RECORDS FOR THIS EXERCISE Block Start

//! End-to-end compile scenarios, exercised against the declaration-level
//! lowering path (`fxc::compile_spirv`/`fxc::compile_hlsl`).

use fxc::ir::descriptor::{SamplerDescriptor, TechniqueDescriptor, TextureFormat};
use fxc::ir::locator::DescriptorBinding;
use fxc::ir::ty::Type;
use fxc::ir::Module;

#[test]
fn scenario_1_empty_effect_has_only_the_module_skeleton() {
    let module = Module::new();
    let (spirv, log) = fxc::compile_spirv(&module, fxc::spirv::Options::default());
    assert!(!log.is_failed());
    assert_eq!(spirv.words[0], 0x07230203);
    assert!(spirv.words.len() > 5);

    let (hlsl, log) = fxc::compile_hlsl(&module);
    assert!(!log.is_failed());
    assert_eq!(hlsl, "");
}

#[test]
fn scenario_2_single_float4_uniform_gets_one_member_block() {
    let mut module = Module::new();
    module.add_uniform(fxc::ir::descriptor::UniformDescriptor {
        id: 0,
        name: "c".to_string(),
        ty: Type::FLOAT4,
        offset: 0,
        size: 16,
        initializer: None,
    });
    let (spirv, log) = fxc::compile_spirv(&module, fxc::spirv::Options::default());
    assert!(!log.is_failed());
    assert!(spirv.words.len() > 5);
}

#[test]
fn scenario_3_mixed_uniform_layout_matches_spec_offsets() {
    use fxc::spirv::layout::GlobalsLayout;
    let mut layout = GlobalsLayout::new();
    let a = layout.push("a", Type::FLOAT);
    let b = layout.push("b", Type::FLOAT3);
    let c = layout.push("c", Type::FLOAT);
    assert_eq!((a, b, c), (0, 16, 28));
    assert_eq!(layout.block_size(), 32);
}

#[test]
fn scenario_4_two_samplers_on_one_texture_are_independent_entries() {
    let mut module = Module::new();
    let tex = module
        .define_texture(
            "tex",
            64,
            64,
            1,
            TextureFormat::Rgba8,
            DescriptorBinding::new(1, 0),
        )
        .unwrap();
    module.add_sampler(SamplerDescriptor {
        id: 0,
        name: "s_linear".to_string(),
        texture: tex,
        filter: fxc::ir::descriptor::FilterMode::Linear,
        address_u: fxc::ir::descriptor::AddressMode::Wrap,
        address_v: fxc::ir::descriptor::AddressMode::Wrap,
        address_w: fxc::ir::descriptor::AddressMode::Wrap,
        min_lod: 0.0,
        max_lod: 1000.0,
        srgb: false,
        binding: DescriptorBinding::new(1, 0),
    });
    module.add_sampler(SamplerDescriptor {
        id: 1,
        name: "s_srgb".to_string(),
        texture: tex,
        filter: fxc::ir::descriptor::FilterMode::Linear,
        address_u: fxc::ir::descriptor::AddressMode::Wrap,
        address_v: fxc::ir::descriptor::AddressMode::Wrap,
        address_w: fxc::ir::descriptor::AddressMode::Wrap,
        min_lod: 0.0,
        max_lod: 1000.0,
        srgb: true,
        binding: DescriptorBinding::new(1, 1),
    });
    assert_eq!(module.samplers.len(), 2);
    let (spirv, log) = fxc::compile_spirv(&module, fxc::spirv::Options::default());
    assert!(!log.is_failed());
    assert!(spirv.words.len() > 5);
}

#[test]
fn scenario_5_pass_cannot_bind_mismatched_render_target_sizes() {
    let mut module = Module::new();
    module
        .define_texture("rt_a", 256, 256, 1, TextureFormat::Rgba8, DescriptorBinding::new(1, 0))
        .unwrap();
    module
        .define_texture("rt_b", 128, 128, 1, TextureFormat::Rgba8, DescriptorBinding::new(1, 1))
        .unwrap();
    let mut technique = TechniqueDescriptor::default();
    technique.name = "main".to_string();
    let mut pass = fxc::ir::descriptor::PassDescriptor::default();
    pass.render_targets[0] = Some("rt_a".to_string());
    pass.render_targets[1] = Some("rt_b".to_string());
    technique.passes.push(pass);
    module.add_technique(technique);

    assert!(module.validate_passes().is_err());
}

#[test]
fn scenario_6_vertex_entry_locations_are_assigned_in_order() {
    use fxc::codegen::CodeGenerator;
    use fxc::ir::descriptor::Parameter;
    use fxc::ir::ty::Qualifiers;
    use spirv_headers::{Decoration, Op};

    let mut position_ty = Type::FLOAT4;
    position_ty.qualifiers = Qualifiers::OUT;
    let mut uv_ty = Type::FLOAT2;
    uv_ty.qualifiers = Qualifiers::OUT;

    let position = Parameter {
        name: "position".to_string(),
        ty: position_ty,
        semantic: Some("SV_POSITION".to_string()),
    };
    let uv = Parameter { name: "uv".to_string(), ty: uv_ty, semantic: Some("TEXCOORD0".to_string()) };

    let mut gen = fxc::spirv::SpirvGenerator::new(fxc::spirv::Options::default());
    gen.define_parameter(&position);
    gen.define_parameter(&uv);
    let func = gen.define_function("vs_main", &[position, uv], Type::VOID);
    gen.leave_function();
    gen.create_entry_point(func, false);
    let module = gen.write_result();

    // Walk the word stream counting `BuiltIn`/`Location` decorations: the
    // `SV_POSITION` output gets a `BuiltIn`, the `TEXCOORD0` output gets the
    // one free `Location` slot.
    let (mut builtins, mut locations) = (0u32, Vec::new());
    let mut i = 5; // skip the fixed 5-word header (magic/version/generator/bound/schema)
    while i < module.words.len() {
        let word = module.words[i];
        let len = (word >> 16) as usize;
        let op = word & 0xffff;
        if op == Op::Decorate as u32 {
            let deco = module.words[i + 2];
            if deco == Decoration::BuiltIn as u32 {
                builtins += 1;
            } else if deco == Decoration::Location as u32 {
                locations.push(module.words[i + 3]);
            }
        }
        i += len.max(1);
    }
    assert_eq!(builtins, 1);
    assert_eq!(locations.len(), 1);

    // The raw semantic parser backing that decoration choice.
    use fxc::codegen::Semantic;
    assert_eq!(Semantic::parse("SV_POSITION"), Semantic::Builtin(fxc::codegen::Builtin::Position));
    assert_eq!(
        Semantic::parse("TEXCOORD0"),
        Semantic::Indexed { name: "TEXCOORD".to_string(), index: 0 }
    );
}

RECORDS FOR THIS EXERCISE Block End
RECORDS FOR THIS EXERCISE Block Start

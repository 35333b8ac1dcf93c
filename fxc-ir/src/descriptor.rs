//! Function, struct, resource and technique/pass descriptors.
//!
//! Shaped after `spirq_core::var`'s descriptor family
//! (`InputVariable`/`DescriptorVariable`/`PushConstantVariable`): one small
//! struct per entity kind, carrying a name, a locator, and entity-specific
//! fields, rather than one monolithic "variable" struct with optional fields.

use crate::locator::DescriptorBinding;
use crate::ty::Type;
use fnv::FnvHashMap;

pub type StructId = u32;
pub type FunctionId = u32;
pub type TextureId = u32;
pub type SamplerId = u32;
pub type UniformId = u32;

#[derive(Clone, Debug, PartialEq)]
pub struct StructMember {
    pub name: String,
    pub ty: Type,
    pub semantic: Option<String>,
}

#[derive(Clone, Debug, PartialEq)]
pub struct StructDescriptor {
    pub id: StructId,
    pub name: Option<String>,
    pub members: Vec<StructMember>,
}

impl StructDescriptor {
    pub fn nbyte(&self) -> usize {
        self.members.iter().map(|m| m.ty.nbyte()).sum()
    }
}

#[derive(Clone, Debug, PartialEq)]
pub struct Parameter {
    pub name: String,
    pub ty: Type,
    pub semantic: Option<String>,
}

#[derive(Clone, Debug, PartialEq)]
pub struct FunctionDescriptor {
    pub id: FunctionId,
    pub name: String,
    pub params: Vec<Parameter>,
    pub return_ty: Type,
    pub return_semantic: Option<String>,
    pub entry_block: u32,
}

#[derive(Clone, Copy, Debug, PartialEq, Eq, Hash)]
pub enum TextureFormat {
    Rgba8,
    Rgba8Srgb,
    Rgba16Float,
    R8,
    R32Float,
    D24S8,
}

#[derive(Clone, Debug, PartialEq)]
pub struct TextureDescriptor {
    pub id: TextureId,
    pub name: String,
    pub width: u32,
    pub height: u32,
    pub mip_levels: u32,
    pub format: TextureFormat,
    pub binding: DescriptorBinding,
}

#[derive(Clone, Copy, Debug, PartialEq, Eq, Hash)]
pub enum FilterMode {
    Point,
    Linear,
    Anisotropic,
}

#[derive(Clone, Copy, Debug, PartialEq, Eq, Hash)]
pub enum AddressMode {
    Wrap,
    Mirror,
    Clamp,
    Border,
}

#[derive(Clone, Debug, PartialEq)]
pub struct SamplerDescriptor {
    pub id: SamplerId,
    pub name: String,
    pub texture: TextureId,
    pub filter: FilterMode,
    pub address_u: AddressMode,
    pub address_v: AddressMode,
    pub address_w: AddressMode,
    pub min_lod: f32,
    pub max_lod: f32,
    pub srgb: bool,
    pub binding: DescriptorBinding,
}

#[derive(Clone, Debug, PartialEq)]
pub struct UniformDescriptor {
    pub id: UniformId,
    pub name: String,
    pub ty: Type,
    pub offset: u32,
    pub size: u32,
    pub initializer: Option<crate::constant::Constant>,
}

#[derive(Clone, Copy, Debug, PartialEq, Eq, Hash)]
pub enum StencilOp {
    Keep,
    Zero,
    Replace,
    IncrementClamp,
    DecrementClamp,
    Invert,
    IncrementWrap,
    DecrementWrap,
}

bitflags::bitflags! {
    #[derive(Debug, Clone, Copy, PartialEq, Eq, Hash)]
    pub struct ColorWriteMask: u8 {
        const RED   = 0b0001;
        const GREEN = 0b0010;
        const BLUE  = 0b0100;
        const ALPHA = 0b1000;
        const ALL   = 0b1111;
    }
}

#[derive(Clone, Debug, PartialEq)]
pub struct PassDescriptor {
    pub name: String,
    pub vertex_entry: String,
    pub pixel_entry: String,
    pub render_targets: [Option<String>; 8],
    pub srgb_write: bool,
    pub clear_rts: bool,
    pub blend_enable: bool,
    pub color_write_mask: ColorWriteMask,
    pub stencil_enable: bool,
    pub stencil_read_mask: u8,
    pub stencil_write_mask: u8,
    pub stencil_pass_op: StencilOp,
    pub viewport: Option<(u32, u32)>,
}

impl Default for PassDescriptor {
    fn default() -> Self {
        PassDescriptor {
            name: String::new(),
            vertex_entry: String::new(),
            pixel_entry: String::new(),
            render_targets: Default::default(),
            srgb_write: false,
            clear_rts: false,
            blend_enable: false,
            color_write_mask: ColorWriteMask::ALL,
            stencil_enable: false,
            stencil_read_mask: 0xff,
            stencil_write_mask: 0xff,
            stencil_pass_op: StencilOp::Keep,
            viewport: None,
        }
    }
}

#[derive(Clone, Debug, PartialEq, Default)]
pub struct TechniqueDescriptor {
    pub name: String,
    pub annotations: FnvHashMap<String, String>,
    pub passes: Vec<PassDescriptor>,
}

RECORDS FOR THIS EXERCISE Block End
RECORDS FOR THIS EXERCISE Block Start

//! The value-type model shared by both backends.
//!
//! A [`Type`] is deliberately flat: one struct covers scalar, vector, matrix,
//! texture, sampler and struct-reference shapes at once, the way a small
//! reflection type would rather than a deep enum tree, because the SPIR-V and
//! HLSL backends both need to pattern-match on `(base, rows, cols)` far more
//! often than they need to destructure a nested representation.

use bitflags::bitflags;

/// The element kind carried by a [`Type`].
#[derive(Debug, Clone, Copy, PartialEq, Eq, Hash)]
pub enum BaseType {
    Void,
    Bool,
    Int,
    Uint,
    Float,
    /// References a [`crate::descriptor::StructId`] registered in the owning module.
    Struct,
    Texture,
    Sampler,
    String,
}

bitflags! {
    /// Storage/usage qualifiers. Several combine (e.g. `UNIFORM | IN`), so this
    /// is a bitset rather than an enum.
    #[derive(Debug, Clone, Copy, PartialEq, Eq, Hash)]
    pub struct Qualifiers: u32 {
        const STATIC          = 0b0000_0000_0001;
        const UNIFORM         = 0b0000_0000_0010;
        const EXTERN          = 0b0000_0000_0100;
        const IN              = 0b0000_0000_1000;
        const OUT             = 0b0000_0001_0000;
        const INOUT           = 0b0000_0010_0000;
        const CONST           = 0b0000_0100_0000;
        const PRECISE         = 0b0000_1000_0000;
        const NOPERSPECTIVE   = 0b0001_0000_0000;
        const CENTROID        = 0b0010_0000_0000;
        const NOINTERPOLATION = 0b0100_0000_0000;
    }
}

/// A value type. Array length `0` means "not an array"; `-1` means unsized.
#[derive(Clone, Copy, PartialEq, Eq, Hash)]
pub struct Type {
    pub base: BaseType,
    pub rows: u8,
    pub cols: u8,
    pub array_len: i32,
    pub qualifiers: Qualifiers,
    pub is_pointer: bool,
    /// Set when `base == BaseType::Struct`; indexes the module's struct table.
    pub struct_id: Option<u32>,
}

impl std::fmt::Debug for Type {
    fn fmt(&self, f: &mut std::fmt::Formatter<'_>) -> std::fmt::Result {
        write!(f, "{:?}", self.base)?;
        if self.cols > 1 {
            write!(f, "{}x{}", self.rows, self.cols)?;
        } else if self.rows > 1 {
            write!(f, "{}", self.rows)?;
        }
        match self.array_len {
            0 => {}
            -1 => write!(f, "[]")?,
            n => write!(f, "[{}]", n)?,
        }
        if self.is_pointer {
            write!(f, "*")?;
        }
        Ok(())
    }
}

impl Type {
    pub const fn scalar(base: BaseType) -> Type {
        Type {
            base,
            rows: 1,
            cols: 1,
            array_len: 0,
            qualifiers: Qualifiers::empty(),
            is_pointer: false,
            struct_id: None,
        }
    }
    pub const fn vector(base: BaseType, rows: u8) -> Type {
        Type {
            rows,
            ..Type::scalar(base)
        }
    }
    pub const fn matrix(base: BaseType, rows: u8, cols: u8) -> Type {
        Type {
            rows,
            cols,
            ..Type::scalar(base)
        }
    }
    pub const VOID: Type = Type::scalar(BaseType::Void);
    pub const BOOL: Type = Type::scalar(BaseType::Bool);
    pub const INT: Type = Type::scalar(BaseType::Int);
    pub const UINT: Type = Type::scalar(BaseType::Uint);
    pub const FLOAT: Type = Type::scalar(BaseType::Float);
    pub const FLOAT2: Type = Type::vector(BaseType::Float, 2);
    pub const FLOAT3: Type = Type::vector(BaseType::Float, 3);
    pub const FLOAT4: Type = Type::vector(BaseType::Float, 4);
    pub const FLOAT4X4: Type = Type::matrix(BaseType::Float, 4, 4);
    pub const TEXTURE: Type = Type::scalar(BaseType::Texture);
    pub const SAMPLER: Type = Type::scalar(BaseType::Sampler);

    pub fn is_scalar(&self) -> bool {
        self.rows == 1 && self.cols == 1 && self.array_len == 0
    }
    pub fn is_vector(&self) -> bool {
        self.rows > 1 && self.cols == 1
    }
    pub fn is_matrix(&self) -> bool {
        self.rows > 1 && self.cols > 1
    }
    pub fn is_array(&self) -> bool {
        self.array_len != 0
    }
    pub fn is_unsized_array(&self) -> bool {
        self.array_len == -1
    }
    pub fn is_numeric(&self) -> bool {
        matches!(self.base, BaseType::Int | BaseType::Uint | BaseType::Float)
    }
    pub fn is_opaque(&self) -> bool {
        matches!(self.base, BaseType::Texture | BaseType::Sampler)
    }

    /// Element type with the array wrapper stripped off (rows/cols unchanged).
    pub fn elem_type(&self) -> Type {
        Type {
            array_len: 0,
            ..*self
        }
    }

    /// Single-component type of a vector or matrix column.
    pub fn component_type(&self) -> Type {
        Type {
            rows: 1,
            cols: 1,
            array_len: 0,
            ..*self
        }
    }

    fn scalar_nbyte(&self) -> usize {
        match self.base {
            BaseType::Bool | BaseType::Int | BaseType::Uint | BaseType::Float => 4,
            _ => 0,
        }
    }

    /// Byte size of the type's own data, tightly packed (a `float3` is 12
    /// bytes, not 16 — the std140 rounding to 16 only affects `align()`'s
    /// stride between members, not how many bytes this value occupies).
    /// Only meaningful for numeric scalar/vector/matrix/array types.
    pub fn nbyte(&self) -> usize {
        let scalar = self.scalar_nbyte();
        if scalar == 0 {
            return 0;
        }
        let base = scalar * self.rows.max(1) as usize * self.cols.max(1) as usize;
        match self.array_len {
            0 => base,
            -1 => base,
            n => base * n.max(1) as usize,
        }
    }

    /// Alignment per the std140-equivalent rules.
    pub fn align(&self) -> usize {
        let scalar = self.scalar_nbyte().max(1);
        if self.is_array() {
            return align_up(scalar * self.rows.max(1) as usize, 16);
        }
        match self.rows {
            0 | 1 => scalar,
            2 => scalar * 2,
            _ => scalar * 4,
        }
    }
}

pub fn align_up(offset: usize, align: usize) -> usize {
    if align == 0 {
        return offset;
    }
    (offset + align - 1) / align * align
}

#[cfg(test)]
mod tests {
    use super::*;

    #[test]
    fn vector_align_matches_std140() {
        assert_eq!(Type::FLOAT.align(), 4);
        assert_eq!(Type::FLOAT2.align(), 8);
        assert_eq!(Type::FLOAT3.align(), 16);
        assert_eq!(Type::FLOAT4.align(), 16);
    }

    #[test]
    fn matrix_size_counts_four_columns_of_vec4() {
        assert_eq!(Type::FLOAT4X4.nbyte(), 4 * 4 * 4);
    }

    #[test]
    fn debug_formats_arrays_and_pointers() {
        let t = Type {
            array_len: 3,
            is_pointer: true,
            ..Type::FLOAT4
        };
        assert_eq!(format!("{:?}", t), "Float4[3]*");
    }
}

RECORDS FOR THIS EXERCISE Block End

TASK DESCRIPTION — For each line above that holds the string "backends", provide a copy of that line.

ANSWER SECTION —
//! The value-type model shared by both backends.
//! HLSL backends both need to pattern-match on `(base, rows, cols)` far more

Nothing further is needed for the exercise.